More than just giving us plot twists and surprise endings, Brown is able to continually knock the foundation out from under us at key moments. No sooner has he introduced a seemingly integral narrator than he has killed them off. And while, for most of the novel, all of the characters seem to exist in their own disparate stratospheres, as soon as one of them goes a little off course then the entire Madball universe collides in a cataclysmic explosion. Most importantly, though, is the sense of terror that Brown instills in the readers. Certainly much of Madball is humorous, however the characters’ fright is no laughing matter. Sammy, in particular, seems to be caught in a fragile world, with his worst nightmares always on the verge of turning into reality. And when Brown puts us in his mind, we too are subject to his vulnerable psychological and emotional condition.

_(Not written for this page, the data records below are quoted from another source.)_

//! Durable exit codes for processes that outlive the invocation that
//! spawned them.
//!
//! On unix the command runs under `/bin/sh`, which writes the command's
//! exit code to a status file before exiting with that same code. Any later
//! reader can then tell success from failure even though it never owned the
//! child.

use std::io;
use std::path::Path;
#[cfg(unix)]
use std::path::PathBuf;
use std::process::Command;

use super::ExitOutcome;

/// `$0` is the status file, `$@` the command. The code is written to a
/// temp file and renamed so a reader never sees a partial write.
#[cfg(unix)]
const SCRIPT: &str = r#""$@"; status=$?; printf '%s\n' "$status" > "$0.tmp" && mv -f "$0.tmp" "$0"; exit "$status""#;

/// Builds a command that runs `program args..` and records its exit code at
/// `status_file`.
///
/// The program is resolved before anything is spawned, so a missing or
/// non-executable binary still surfaces as a spawn error.
#[cfg(unix)]
pub(crate) fn wrapped(
    program: &str,
    args: &[String],
    working_dir: Option<&Path>,
    status_file: &Path,
) -> io::Result<Command> {
    let program = resolve_program(Path::new(program), working_dir)?;
    let status_file = std::path::absolute(status_file)?;

    let mut cmd = Command::new("/bin/sh");
    cmd.arg("-c")
        .arg(SCRIPT)
        .arg(status_file)
        .arg(program)
        .args(args);
    Ok(cmd)
}

#[cfg(not(unix))]
pub(crate) fn wrapped(
    program: &str,
    args: &[String],
    _working_dir: Option<&Path>,
    _status_file: &Path,
) -> io::Result<Command> {
    let mut cmd = Command::new(program);
    cmd.args(args);
    Ok(cmd)
}

/// Finds `program` the way `execvp` would: paths are taken as given
/// (relative to `working_dir` when set), bare names are searched in `PATH`.
#[cfg(unix)]
fn resolve_program(program: &Path, working_dir: Option<&Path>) -> io::Result<PathBuf> {
    if program.components().count() > 1 || program.is_absolute() {
        let path = match working_dir {
            Some(dir) if program.is_relative() => dir.join(program),
            _ => program.to_path_buf(),
        };
        ensure_executable(&path)?;
        return std::path::absolute(path);
    }

    let search = std::env::var_os("PATH").unwrap_or_default();
    for dir in std::env::split_paths(&search) {
        let candidate = dir.join(program);
        if ensure_executable(&candidate).is_ok() {
            return Ok(candidate);
        }
    }
    Err(io::Error::new(
        io::ErrorKind::NotFound,
        format!("{} not found in PATH", program.display()),
    ))
}

#[cfg(unix)]
fn ensure_executable(path: &Path) -> io::Result<()> {
    use std::os::unix::fs::PermissionsExt;

    let metadata = std::fs::metadata(path)?;
    if metadata.is_file() && metadata.permissions().mode() & 0o111 != 0 {
        Ok(())
    } else {
        Err(io::Error::new(
            io::ErrorKind::PermissionDenied,
            format!("{} is not executable", path.display()),
        ))
    }
}

/// Reads an exit code written by [`wrapped`]. Garbage yields `None`.
pub fn parse(contents: &str) -> Option<ExitOutcome> {
    contents.trim().parse::<i32>().ok().map(ExitOutcome::from_code)
}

Madball, like most of Fredric Brown’s novels, is currently out-of-print. Whether you are a long-time fan or someone curious to discover a new author, Madball is well worth the effort to track down. In the meantime, pick up a copy of his masterpiece Here Comes a Candle, currently available from Centipede Press in beautiful paperback edition that includes extra goodies from the author, including a short story and an essay. Also—Centipede list Madball as a forthcoming title, so support the independent publisher and show them there is an audience for more Fredric Brown titles!

Here are some of my favorite quotes from the book. I found it difficult to isolate a few sentences or phrases that could do justice to Brown’s ability as a writer. I tried my best to find some lines that struck me as indicative of his style. Though, the best thing would be to just read one of his books and revel in the joy that is “Fredric Brown” firsthand.

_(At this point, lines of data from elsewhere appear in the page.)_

//! Durable tracking of package install and uninstall jobs.
//!
//! A [`Job`] wraps the external [`Process`] running the package manager and
//! the [`Requirement`] it acts on. Jobs are persisted through a
//! [`JobRepository`] so that one invocation can submit a job and a later one
//! can poll it. The [`JobOrchestrator`] ties the pieces together.

pub mod cli;
pub mod config;
pub mod error;
pub mod job;
pub mod logging;
pub mod orchestrator;
pub mod package_manager;
pub mod process;
pub mod repository;
pub mod requirement;
pub mod ui;

pub use config::PaketConfig;
pub use error::{PaketError, RepositoryError};
pub use job::{Job, JobId, JobRecord, JobStatus, JobType};
pub use orchestrator::JobOrchestrator;
pub use package_manager::{CommandLine, PackageManager};
pub use process::{ExitOutcome, FailureReason, Process, SpawnError};
pub use repository::{FileJobRepository, JobRepository, MemoryJobRepository};
pub use requirement::{Requirement, RequirementEvent, RequirementEvents};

“Young lust and then experienced lechery, with a murder in between. All in all, quite a night.”

An example of Brown’s logical illogic (or is it illogical logic?): “Except for somewhat anachronistic spats, you might have taken him for a specialist in some highly remunerative branch of medicine, perhaps a top flight psychiatrist, or a college president. But the spats, and to a lesser degree the cane, marked him as none of these; no professor or doctor dares dress anachronistically lest his public assume that his ideas date back to the same eras as his dress. Obviously, then, Dr. Magus was a man of means for only the wealthy dare be eccentric and only the eccentric wear spats.”

And who else but Brown would quote the Gaelic word for whiskey: “Uisgebaugh forever.”

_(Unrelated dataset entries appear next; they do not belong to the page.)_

#[cfg(test)]
mod tests {
    use std::time::{Duration, Instant};

    use super::*;

    fn wait_until_dead(process: &Process) {
        let deadline = Instant::now() + Duration::from_secs(10);
        while process.is_alive() {
            assert!(Instant::now() < deadline, "process did not exit in time");
            std::thread::sleep(Duration::from_millis(10));
        }
    }

    #[test]
    fn empty_process_never_started() {
        let process = Process::empty();
        assert!(!process.is_started());
        assert!(!process.is_alive());
        assert_eq!(process.command_line(), "");
        assert_eq!(process.exit_outcome(), Some(ExitOutcome::never_started()));
    }

    #[cfg(unix)]
    #[test]
    fn successful_command_reports_success() {
        let process = Process::start(&CommandLine::new("true"), None, None).unwrap();
        assert!(process.is_started());
        assert_eq!(process.command_line(), "true");
        wait_until_dead(&process);
        assert_eq!(process.exit_outcome(), Some(ExitOutcome::Success));
        // Already exited: still not an error.
        assert!(!process.is_alive());
    }

    #[cfg(unix)]
    #[test]
    fn failing_command_reports_exit_code() {
        let cmd = CommandLine::new("sh").arg("-c").arg("exit 3");
        let process = Process::start(&cmd, None, None).unwrap();
        wait_until_dead(&process);
        let outcome = process.exit_outcome().unwrap();
        assert_eq!(outcome.reason(), Some(FailureReason::NonZeroExit));
        assert!(matches!(outcome, ExitOutcome::Failure { code: Some(3), .. }));
    }

    #[cfg(unix)]
    #[test]
    fn running_command_has_no_outcome_yet() {
        let process = Process::start(&CommandLine::new("sleep").arg("1"), None, None).unwrap();
        assert!(process.is_alive());
        assert_eq!(process.exit_outcome(), None);
        wait_until_dead(&process);
        assert_eq!(process.exit_outcome(), Some(ExitOutcome::Success));
    }

    #[cfg(unix)]
    #[test]
    fn output_is_appended_to_log_file() {
        let dir = tempfile::TempDir::new().unwrap();
        let log = dir.path().join("job.log");
        let cmd = CommandLine::new("sh").arg("-c").arg("echo out; echo err >&2");
        let process = Process::start(&cmd, Some(&log), None).unwrap();
        wait_until_dead(&process);

        let contents = std::fs::read_to_string(&log).unwrap();
        assert!(contents.contains("out"));
        assert!(contents.contains("err"));
    }

    #[test]
    fn missing_binary_is_spawn_error() {
        let cmd = CommandLine::new("paket-test-no-such-binary").arg("require");
        let err = Process::start(&cmd, None, None).unwrap_err();
        assert_eq!(err.command_line, "paket-test-no-such-binary require");
        assert_eq!(err.source.kind(), io::ErrorKind::NotFound);

        let failed = Process::failed_to_start(&cmd, &err);
        assert!(!failed.is_alive());
        assert!(!failed.is_started());
        assert_eq!(
            failed.exit_outcome().and_then(|o| o.reason()),
            Some(FailureReason::SpawnError)
        );
    }

    #[cfg(unix)]
    #[test]
    fn exit_code_is_written_to_status_file() {
        let dir = tempfile::TempDir::new().unwrap();
        let status_file = dir.path().join("job.exit");
        let cmd = CommandLine::new("sh").arg("-c").arg("exit 3");
        let process = Process::start(&cmd, None, Some(&status_file)).unwrap();
        assert_eq!(process.command_line(), "sh -c 'exit 3'");
        wait_until_dead(&process);

        // The handle still sees the command's own exit code.
        assert!(matches!(
            process.exit_outcome(),
            Some(ExitOutcome::Failure { code: Some(3), .. })
        ));
        let written = std::fs::read_to_string(&status_file).unwrap();
        assert_eq!(
            exit_status::parse(&written),
            Some(ExitOutcome::from_code(3))
        );
    }

    #[cfg(unix)]
    #[test]
    fn missing_binary_is_spawn_error_with_status_file() {
        let dir = tempfile::TempDir::new().unwrap();
        let status_file = dir.path().join("job.exit");
        let cmd = CommandLine::new("paket-test-no-such-binary").arg("require");
        let err = Process::start(&cmd, None, Some(&status_file)).unwrap_err();
        assert_eq!(err.source.kind(), io::ErrorKind::NotFound);
        assert!(!status_file.exists());
    }

    #[cfg(unix)]
    #[test]
    fn reloaded_dead_process_has_unknown_outcome() {
        let process = Process::start(&CommandLine::new("true"), None, None).unwrap();
        wait_until_dead(&process);

        let reloaded = Process::from_record(process.to_record()).unwrap();
        assert!(reloaded.handle().is_none());
        assert!(!reloaded.is_alive());
        assert_eq!(
            reloaded.exit_outcome().and_then(|o| o.reason()),
            Some(FailureReason::UnknownOutcome)
        );
    }

    #[cfg(unix)]
    #[test]
    fn attach_restores_exit_status() {
        let process = Process::start(&CommandLine::new("false"), None, None).unwrap();
        let handle = process.handle().cloned().unwrap();
        wait_until_dead(&process);

        let mut reloaded = Process::from_record(process.to_record()).unwrap();
        assert!(reloaded.attach(handle));
        assert!(matches!(
            reloaded.exit_outcome(),
            Some(ExitOutcome::Failure { reason: FailureReason::NonZeroExit, code: Some(1), .. })
        ));
    }

    #[cfg(unix)]
    #[test]
    fn attach_rejects_foreign_handle() {
        let other = Process::start(&CommandLine::new("true"), None, None).unwrap();
        let handle = other.handle().cloned().unwrap();
        let mut process = Process::from_record(ProcessRecord {
            command_line: "composer require acme/widget".into(),
            pid: Some(handle.pid().wrapping_add(1)),
            ..Default::default()
        })
        .unwrap();
        assert!(!process.attach(handle));
        wait_until_dead(&other);
    }

    #[test]
    fn record_outcome_freezes_state() {
        let mut process = Process::from_record(ProcessRecord {
            command_line: "composer remove acme/widget".into(),
            pid: Some(std::process::id()),
            alive: Some(true),
            started_at: Some(Utc::now()),
            ..Default::default()
        })
        .unwrap();
        assert!(process.is_alive());

        process.record_outcome(ExitOutcome::Success);
        assert!(!process.is_alive());
        assert!(process.finished_at().is_some());
        assert_eq!(process.to_record().alive, Some(false));
        assert_eq!(process.exit_outcome(), Some(ExitOutcome::Success));
    }

    #[test]
    fn pid_without_command_line_is_malformed() {
        let record = ProcessRecord {
            pid: Some(42),
            ..Default::default()
        };
        assert!(matches!(
            Process::from_record(record),
            Err(PaketError::MalformedJobRecord(_))
        ));
    }
}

“Besides, the show must go on. Or must it? The carney could get along for one night without a mitt camp. And if he sobered up he’d realize how slim a chance actually he had of getting that money for himself. Whereas is he kept on drinking he could dream about it, even spend it in his imagination.”

“It had been daylight for several hours before the light in Dr. Magus’s eyes brought him near enough the threshold of consciousness to make him turn over and bury his face in the pillow. But the act of turning brought him across that threshold, unreturnably across. Moving his head had done it; movement had wakened the little monsters inside his skull and they had immediately picked up their pneumatic drills and started trying to drill their way out through his forehead and temples.”

“Out into the night, the lonely night bright with moonlight and dark with dread.”